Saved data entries
■ ■ ■ ■ ■

//! Card art: locating pre-rendered art or rendering (and caching) images

pub mod cache;
pub mod source;

use std::fs;
use std::path::Path;

pub use cache::ArtCache;
pub use source::ArtSource;

use crate::canvas::{ColorMode, GridSize};
use crate::deck::CardId;
use crate::errors::{CartomancerError, Result};

/// Parameters that determine a rendering
#[derive(Debug, Clone, Copy, PartialEq, Eq, Hash, Default)]
pub struct RenderOptions {
    pub grid: GridSize,
    pub mode: ColorMode,
}

/// Load the art block for a card: pre-rendered file verbatim, else cached rendering.
///
/// When no source exists any more, a rendering cached for one of the card's
/// image paths is still returned.
pub fn load_art(deck_root: &Path, id: &CardId, cache: &ArtCache) -> Result<String> {
    match ArtSource::locate(deck_root, id) {
        Ok(ArtSource::PreRendered(path)) => {
            tracing::debug!("Using pre-rendered art {}", path.display());
            Ok(String::from_utf8_lossy(&fs::read(path)?).into_owned())
        }
        Ok(ArtSource::Image(path)) => cache.get_or_render(&path),
        Err(e @ CartomancerError::SourceNotFound { .. }) => source::image_candidates(deck_root, id)
            .iter()
            .find_map(|path| cache.cached(path))
            .inspect(|_| tracing::debug!("Source image for {} is gone, using cached art", id))
            .ok_or(e),
        Err(e) => Err(e),
    }
}
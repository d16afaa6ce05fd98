//! # Cartomancer
//!
//! Tarot deck tooling for the terminal. Validates deck bundles, manages a
//! per-user deck library and shows cards as half-block art beside their
//! metadata.

pub mod art;
pub mod canvas;
pub mod config;
pub mod deck;
pub mod errors;
pub mod layout;
pub mod validator;

pub use errors::{CartomancerError, Result};
//! `HalfBlock` renderer - colored ▀ glyphs, two vertical pixels per cell
//!
//! Each terminal cell represents a 2x2 block of sub-pixels:
//! - Top pair averaged = foreground color
//! - Bottom pair averaged = background color
//!
//! The upper half block ▀ is always used so cached art is stable
//! across color modes and terminals.

use std::fmt::Write;

use image::RgbaImage;

use super::caps::ColorMode;
use super::color::{average, Color};
use super::downsample::{sample, GridSize};
use super::palette;

/// Upper half block
pub const GLYPH: char = '▀';

/// Escape sequence that clears all styling
pub const RESET: &str = "\x1b[0m";

/// Foreground/background pair for one glyph cell
#[derive(Debug, Clone, Copy, PartialEq, Eq)]
pub struct Cell {
    pub fg: Color,
    pub bg: Color,
}

/// Fixed-size grid of glyph cells produced by one render
#[derive(Debug, Clone, PartialEq, Eq)]
pub struct RenderGrid {
    size: GridSize,
    cells: Vec<Cell>,
}

impl RenderGrid {
    /// Build the grid from a `2*cols x 2*rows` sub-pixel buffer
    pub fn from_subpixels(buffer: &RgbaImage, size: GridSize) -> Self {
        let mut cells = Vec::with_capacity((size.cols * size.rows) as usize);

        for row in 0..size.rows {
            let y = row * 2;
            for col in 0..size.cols {
                let x = col * 2;
                let top = [sample(buffer, x, y), sample(buffer, x + 1, y)];
                let bottom = [sample(buffer, x, y + 1), sample(buffer, x + 1, y + 1)];
                cells.push(Cell {
                    fg: average(&top),
                    bg: average(&bottom),
                });
            }
        }

        Self { size, cells }
    }

    /// Cell at (col, row), if inside the grid
    pub fn cell(&self, col: u32, row: u32) -> Option<Cell> {
        if col >= self.size.cols || row >= self.size.rows {
            return None;
        }
        self.cells.get((row * self.size.cols + col) as usize).copied()
    }

    /// Render every row as escape-coded glyphs, one `\n`-terminated line per row
    pub fn render(&self, mode: ColorMode) -> String {
        // ~40 bytes per truecolor cell
        let mut out = String::with_capacity(self.cells.len() * 40 + self.size.rows as usize);
        for row in self.cells.chunks(self.size.cols as usize) {
            for cell in row {
                push_cell(&mut out, cell.fg, cell.bg, mode);
            }
            out.push('\n');
        }
        out
    }
}

/// Render a single glyph cell, reset included
pub fn render_cell(fg: Color, bg: Color, mode: ColorMode) -> String {
    let mut out = String::with_capacity(48);
    push_cell(&mut out, fg, bg, mode);
    out
}

fn push_cell(out: &mut String, fg: Color, bg: Color, mode: ColorMode) {
    // Writing to a String cannot fail
    let _ = match mode {
        ColorMode::TrueColor => write!(
            out,
            "\x1b[38;2;{};{};{}m\x1b[48;2;{};{};{}m",
            fg.r, fg.g, fg.b, bg.r, bg.g, bg.b
        ),
        ColorMode::Palette256 => write!(
            out,
            "\x1b[38;5;{}m\x1b[48;5;{}m",
            palette::nearest_256(fg),
            palette::nearest_256(bg)
        ),
        ColorMode::Palette16 => write!(
            out,
            "\x1b[{}m\x1b[{}m",
            palette::fg_code_16(palette::nearest_16(fg)),
            palette::bg_code_16(palette::nearest_16(bg))
        ),
    };
    out.push(GLYPH);
    out.push_str(RESET);
}

#[cfg(test)]
mod tests {
    use super::*;
    use image::Rgba;

    #[test]
    fn test_truecolor_cell() {
        let s = render_cell(Color::rgb(1, 2, 3), Color::rgb(4, 5, 6), ColorMode::TrueColor);
        assert_eq!(s, "\x1b[38;2;1;2;3m\x1b[48;2;4;5;6m▀\x1b[0m");
    }

    #[test]
    fn test_every_mode_resets_and_uses_one_glyph() {
        for mode in [ColorMode::TrueColor, ColorMode::Palette256, ColorMode::Palette16] {
            let s = render_cell(Color::rgb(13, 200, 99), Color::rgb(250, 1, 128), mode);
            assert!(s.ends_with(RESET), "{mode}: {s:?}");
            assert_eq!(s.matches(GLYPH).count(), 1);
        }
    }

    #[test]
    fn test_grid_uses_top_and_bottom_pairs() {
        // top row red, bottom row blue
        let mut buf = RgbaImage::new(2, 2);
        buf.put_pixel(0, 0, Rgba([255, 0, 0, 255]));
        buf.put_pixel(1, 0, Rgba([255, 0, 0, 255]));
        buf.put_pixel(0, 1, Rgba([0, 0, 255, 255]));
        buf.put_pixel(1, 1, Rgba([0, 0, 255, 255]));

        let grid = RenderGrid::from_subpixels(&buf, GridSize::new(1, 1).unwrap());
        let cell = grid.cell(0, 0).unwrap();
        assert_eq!(cell.fg, Color::RED);
        assert_eq!(cell.bg, Color::BLUE);
        assert!(grid.cell(1, 0).is_none());
    }

    #[test]
    fn test_render_row_layout() {
        let buf = RgbaImage::from_pixel(6, 4, Rgba([10, 10, 10, 255]));
        let grid = RenderGrid::from_subpixels(&buf, GridSize::new(3, 2).unwrap());
        let text = grid.render(ColorMode::TrueColor);
        let lines: Vec<&str> = text.lines().collect();
        assert_eq!(lines.len(), 2);
        assert!(lines.iter().all(|l| l.matches(GLYPH).count() == 3));
        assert!(text.ends_with('\n'));
    }
}
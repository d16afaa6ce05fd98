//! Two-column card display: art on the left, wrapped metadata on the right

mod style;

use textwrap::{Options, WordSplitter, WrapAlgorithm};
use unicode_width::UnicodeWidthStr;

pub use style::{AnsiStyler, PlainStyler, Styler};

use crate::deck::card::{arcana_symbol, suit_symbol};
use crate::deck::{Card, CardKind};

/// Blank columns between the art and the info column
pub const GUTTER: usize = 4;

/// Columns kept free at the right edge of the terminal
pub const RIGHT_MARGIN: usize = 2;

/// Narrowest info column, even if it overflows the terminal
pub const MIN_INFO_WIDTH: usize = 20;

/// Indent before the art column
const LEFT_MARGIN: &str = "  ";

const ESC: char = '\x1b';

#[derive(Clone, Copy, PartialEq, Eq)]
enum ScanState {
    Text,
    /// Saw ESC, waiting for the sequence type
    Escape,
    /// Inside `ESC [ ...` until a final byte
    Csi,
}

/// Remove ANSI escape sequences, keeping only printable text.
///
/// ESC starts an escape; `ESC [` opens a control sequence that runs to the
/// first final byte (`@`..=`~`). Any other character after ESC closes a
/// two-character escape.
pub fn strip_ansi(s: &str) -> String {
    let mut out = String::with_capacity(s.len());
    let mut state = ScanState::Text;

    for c in s.chars() {
        state = match state {
            ScanState::Text if c == ESC => ScanState::Escape,
            ScanState::Text => {
                out.push(c);
                ScanState::Text
            }
            ScanState::Escape if c == '[' => ScanState::Csi,
            ScanState::Escape => ScanState::Text,
            ScanState::Csi if ('@'..='~').contains(&c) => ScanState::Text,
            ScanState::Csi => ScanState::Csi,
        };
    }

    out
}

/// Terminal columns occupied by `s` once escape sequences are removed
pub fn visible_width(s: &str) -> usize {
    UnicodeWidthStr::width(strip_ansi(s).as_str())
}

/// Greedy word wrap that never splits a word.
///
/// Words are joined while `len + 1 + word_len <= width`; a word longer than
/// `width` sits on a line of its own.
pub fn wrap_text(text: &str, width: usize) -> Vec<String> {
    let normalized = text.split_whitespace().collect::<Vec<_>>().join(" ");
    if normalized.is_empty() {
        return vec![String::new()];
    }

    let options = Options::new(width.max(1))
        .wrap_algorithm(WrapAlgorithm::FirstFit)
        .break_words(false)
        .word_splitter(WordSplitter::NoHyphenation);
    textwrap::wrap(&normalized, options)
        .into_iter()
        .map(|line| line.into_owned())
        .collect()
}

/// Width of the info column for a given art width and terminal width.
///
/// Clamped to [`MIN_INFO_WIDTH`] when the terminal is too narrow.
pub fn info_column_width(art_width: usize, terminal_width: usize) -> usize {
    let used = art_width + GUTTER + RIGHT_MARGIN;
    match terminal_width.checked_sub(used) {
        Some(width) if width >= MIN_INFO_WIDTH => width,
        _ => {
            tracing::debug!(
                "Terminal width {} too narrow for art width {}, clamping info column to {}",
                terminal_width,
                art_width,
                MIN_INFO_WIDTH
            );
            MIN_INFO_WIDTH
        }
    }
}

/// Metadata shown beside the art
#[derive(Debug, Clone, Default, PartialEq, Eq)]
pub struct InfoBlock {
    /// Pre-styled single-line fields
    pub fields: Vec<String>,
    /// Free-form text wrapped to the info column
    pub description: Option<String>,
}

impl InfoBlock {
    /// Card, deck, id, arcana and (for minor cards) suit and rank fields
    pub fn for_card(card: &Card, deck_name: &str, styler: &dyn Styler) -> Self {
        let field = |label: &str, value: &str| format!("{}{}", styler.label(label), styler.value(value));
        let mut fields = vec![
            field("Card: ", &card.name),
            field("Deck: ", deck_name),
            field("ID:   ", &card.id),
            field(
                "Type: ",
                &format!("{} · {}", card.kind.display_name(), arcana_symbol(card.kind)),
            ),
        ];

        if card.kind == CardKind::Minor {
            let suit = card.suit.as_deref().unwrap_or_default();
            fields.push(field("Suit: ", &format!("{suit} · {}", suit_symbol(suit))));
            fields.push(field("Rank: ", card.rank.as_deref().unwrap_or_default()));
        }

        let description = Some(card.alt_text.clone()).filter(|t| !t.trim().is_empty());
        Self {
            fields,
            description,
        }
    }
}

/// Zip art lines with info lines into display rows.
///
/// Art rows are padded to the art width plus [`GUTTER`]; rows past the end of
/// the art get blank padding, rows past the end of the info get nothing.
pub fn layout(
    info: &InfoBlock,
    art_block: &str,
    terminal_width: usize,
    styler: &dyn Styler,
) -> Vec<String> {
    let art_lines: Vec<&str> = art_block.lines().collect();
    let art_width = art_lines.iter().map(|l| visible_width(l)).max().unwrap_or(0);
    let info_start = art_width + GUTTER;
    let info_width = info_column_width(art_width, terminal_width);

    let mut info_lines = info.fields.clone();
    if let Some(description) = &info.description {
        info_lines.push(String::new());
        info_lines.push(styler.label("Description:"));
        info_lines.extend(wrap_text(description, info_width));
    }

    let rows = art_lines.len().max(info_lines.len());
    (0..rows)
        .map(|i| {
            let mut line = String::from(LEFT_MARGIN);
            match art_lines.get(i) {
                Some(art) => {
                    line.push_str(art);
                    line.push_str(&" ".repeat(info_start.saturating_sub(visible_width(art))));
                }
                None => line.push_str(&" ".repeat(info_start)),
            }
            if let Some(text) = info_lines.get(i) {
                line.push_str(text);
            }
            line
        })
        .collect()
}

/// Lay out a card beside its art, framed by blank lines, ready for stdout
pub fn render_and_print(
    card: &Card,
    deck_name: &str,
    art_block: &str,
    terminal_width: usize,
    styler: &dyn Styler,
) -> String {
    let info = InfoBlock::for_card(card, deck_name, styler);
    let mut out = String::from("\n");
    for line in layout(&info, art_block, terminal_width, styler) {
        out.push_str(&line);
        out.push('\n');
    }
    out.push('\n');
    out
}
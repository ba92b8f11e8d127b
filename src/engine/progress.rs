use super::evolution_engine::EvolutionEngine;
use super::evolvable::Evolvable;
use std::sync::mpsc;

/// Per-generation observer. Invoked for observability only; the engine
/// ignores anything it returns or records.
pub trait ProgressCallback<E: Evolvable, R> {
    fn on_generation(&mut self, engine: &EvolutionEngine<E, R>, generation: usize);
}

/// Prints progress to stdout.
pub struct ConsoleProgress;

impl<E: Evolvable, R> ProgressCallback<E, R> for ConsoleProgress {
    fn on_generation(&mut self, engine: &EvolutionEngine<E, R>, generation: usize) {
        match engine.best_fitness() {
            Some(best) => println!(
                "Generation {}: best fitness {:.4}, archive size {}",
                generation,
                best,
                engine.archive().len()
            ),
            None => println!("Generation {}: archive empty", generation),
        }
    }
}

/// Snapshot sent over a channel, for observers on another thread.
#[derive(Debug, Clone)]
pub struct ProgressUpdate {
    pub generation: usize,
    pub best_fitness: Option<f64>,
    pub archive_size: usize,
}

pub struct ChannelProgress {
    sender: mpsc::Sender<ProgressUpdate>,
}

impl ChannelProgress {
    pub fn new(sender: mpsc::Sender<ProgressUpdate>) -> Self {
        Self { sender }
    }
}

impl<E: Evolvable, R> ProgressCallback<E, R> for ChannelProgress {
    fn on_generation(&mut self, engine: &EvolutionEngine<E, R>, generation: usize) {
        let _ = self.sender.send(ProgressUpdate {
            generation,
            best_fitness: engine.best_fitness(),
            archive_size: engine.archive().len(),
        });
    }
}
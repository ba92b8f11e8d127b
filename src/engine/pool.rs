use rand::seq::SliceRandom;
use rand::Rng;

/// Pool-level mapping from gene name to that gene's candidate alleles.
///
/// Alleles within one gene are mutually exclusive choices. Entries keep
/// insertion order so seeded runs draw genes deterministically.
#[derive(Debug, Clone)]
pub struct GenePool<A> {
    genes: Vec<(String, Vec<A>)>,
}

impl<A> Default for GenePool<A> {
    fn default() -> Self {
        Self::new()
    }
}

impl<A> GenePool<A> {
    pub fn new() -> Self {
        Self { genes: Vec::new() }
    }

    pub fn len(&self) -> usize {
        self.genes.len()
    }

    pub fn is_empty(&self) -> bool {
        self.genes.is_empty()
    }

    /// Register a gene and its allowed alleles. Re-inserting a gene name
    /// replaces its allele set.
    pub fn insert(&mut self, name: impl Into<String>, alleles: Vec<A>) {
        let name = name.into();
        match self.genes.iter_mut().find(|(n, _)| *n == name) {
            Some((_, existing)) => *existing = alleles,
            None => self.genes.push((name, alleles)),
        }
    }

    pub fn contains(&self, name: &str) -> bool {
        self.genes.iter().any(|(n, _)| n == name)
    }

    pub fn alleles(&self, name: &str) -> Option<&[A]> {
        self.genes
            .iter()
            .find(|(n, _)| n == name)
            .map(|(_, a)| a.as_slice())
    }

    pub fn gene_names(&self) -> impl Iterator<Item = &str> {
        self.genes.iter().map(|(n, _)| n.as_str())
    }

    pub fn iter(&self) -> impl Iterator<Item = (&str, &[A])> {
        self.genes.iter().map(|(n, a)| (n.as_str(), a.as_slice()))
    }

    /// Uniform draw of a gene, then a uniform draw of one of its alleles.
    /// `None` when the pool (or the drawn gene's allele set) is empty.
    pub fn random_pair<R: Rng>(&self, rng: &mut R) -> Option<(&str, &A)> {
        if self.genes.is_empty() {
            return None;
        }
        let (name, alleles) = &self.genes[rng.gen_range(0..self.genes.len())];
        alleles.choose(rng).map(|allele| (name.as_str(), allele))
    }
}

impl<A> FromIterator<(String, Vec<A>)> for GenePool<A> {
    fn from_iter<I: IntoIterator<Item = (String, Vec<A>)>>(iter: I) -> Self {
        let mut pool = Self::new();
        for (name, alleles) in iter {
            pool.insert(name, alleles);
        }
        pool
    }
}

#[cfg(test)]
mod tests {
    use super::*;
    use rand::rngs::StdRng;
    use rand::SeedableRng;

    #[test]
    fn insert_replaces_existing_gene() {
        let mut pool = GenePool::new();
        pool.insert("color", vec!["red"]);
        pool.insert("color", vec!["blue", "green"]);
        assert_eq!(pool.len(), 1);
        assert_eq!(pool.alleles("color"), Some(&["blue", "green"][..]));
    }

    #[test]
    fn random_pair_only_draws_registered_alleles() {
        let mut pool = GenePool::new();
        pool.insert("color", vec!["red", "blue"]);
        pool.insert("size", vec!["small"]);

        let mut rng = StdRng::seed_from_u64(3);
        for _ in 0..50 {
            let (gene, allele) = pool.random_pair(&mut rng).unwrap();
            assert!(pool.alleles(gene).unwrap().contains(allele));
        }
    }

    #[test]
    fn random_pair_on_empty_pool_is_none() {
        let pool: GenePool<&str> = GenePool::new();
        let mut rng = StdRng::seed_from_u64(3);
        assert!(pool.random_pair(&mut rng).is_none());
    }
}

■ ■ ■ ■ ■

**Problem details:** Would you print, exactly as written, every line above from the one holding "let x = col * 2;" through the one holding "use image::Rgba;", with both included and no other lines?

**Reply to the exercise:**
                let x = col * 2;
                let top = [sample(buffer, x, y), sample(buffer, x + 1, y)];
                let bottom = [sample(buffer, x, y + 1), sample(buffer, x + 1, y + 1)];
                cells.push(Cell {
                    fg: average(&top),
                    bg: average(&bottom),
                });
            }
        }

        Self { size, cells }
    }

    /// Cell at (col, row), if inside the grid
    pub fn cell(&self, col: u32, row: u32) -> Option<Cell> {
        if col >= self.size.cols || row >= self.size.rows {
            return None;
        }
        self.cells.get((row * self.size.cols + col) as usize).copied()
    }

    /// Render every row as escape-coded glyphs, one `\n`-terminated line per row
    pub fn render(&self, mode: ColorMode) -> String {
        // ~40 bytes per truecolor cell
        let mut out = String::with_capacity(self.cells.len() * 40 + self.size.rows as usize);
        for row in self.cells.chunks(self.size.cols as usize) {
            for cell in row {
                push_cell(&mut out, cell.fg, cell.bg, mode);
            }
            out.push('\n');
        }
        out
    }
}

/// Render a single glyph cell, reset included
pub fn render_cell(fg: Color, bg: Color, mode: ColorMode) -> String {
    let mut out = String::with_capacity(48);
    push_cell(&mut out, fg, bg, mode);
    out
}

fn push_cell(out: &mut String, fg: Color, bg: Color, mode: ColorMode) {
    // Writing to a String cannot fail
    let _ = match mode {
        ColorMode::TrueColor => write!(
            out,
            "\x1b[38;2;{};{};{}m\x1b[48;2;{};{};{}m",
            fg.r, fg.g, fg.b, bg.r, bg.g, bg.b
        ),
        ColorMode::Palette256 => write!(
            out,
            "\x1b[38;5;{}m\x1b[48;5;{}m",
            palette::nearest_256(fg),
            palette::nearest_256(bg)
        ),
        ColorMode::Palette16 => write!(
            out,
            "\x1b[{}m\x1b[{}m",
            palette::fg_code_16(palette::nearest_16(fg)),
            palette::bg_code_16(palette::nearest_16(bg))
        ),
    };
    out.push(GLYPH);
    out.push_str(RESET);
}

#[cfg(test)]
mod tests {
    use super::*;
    use image::Rgba;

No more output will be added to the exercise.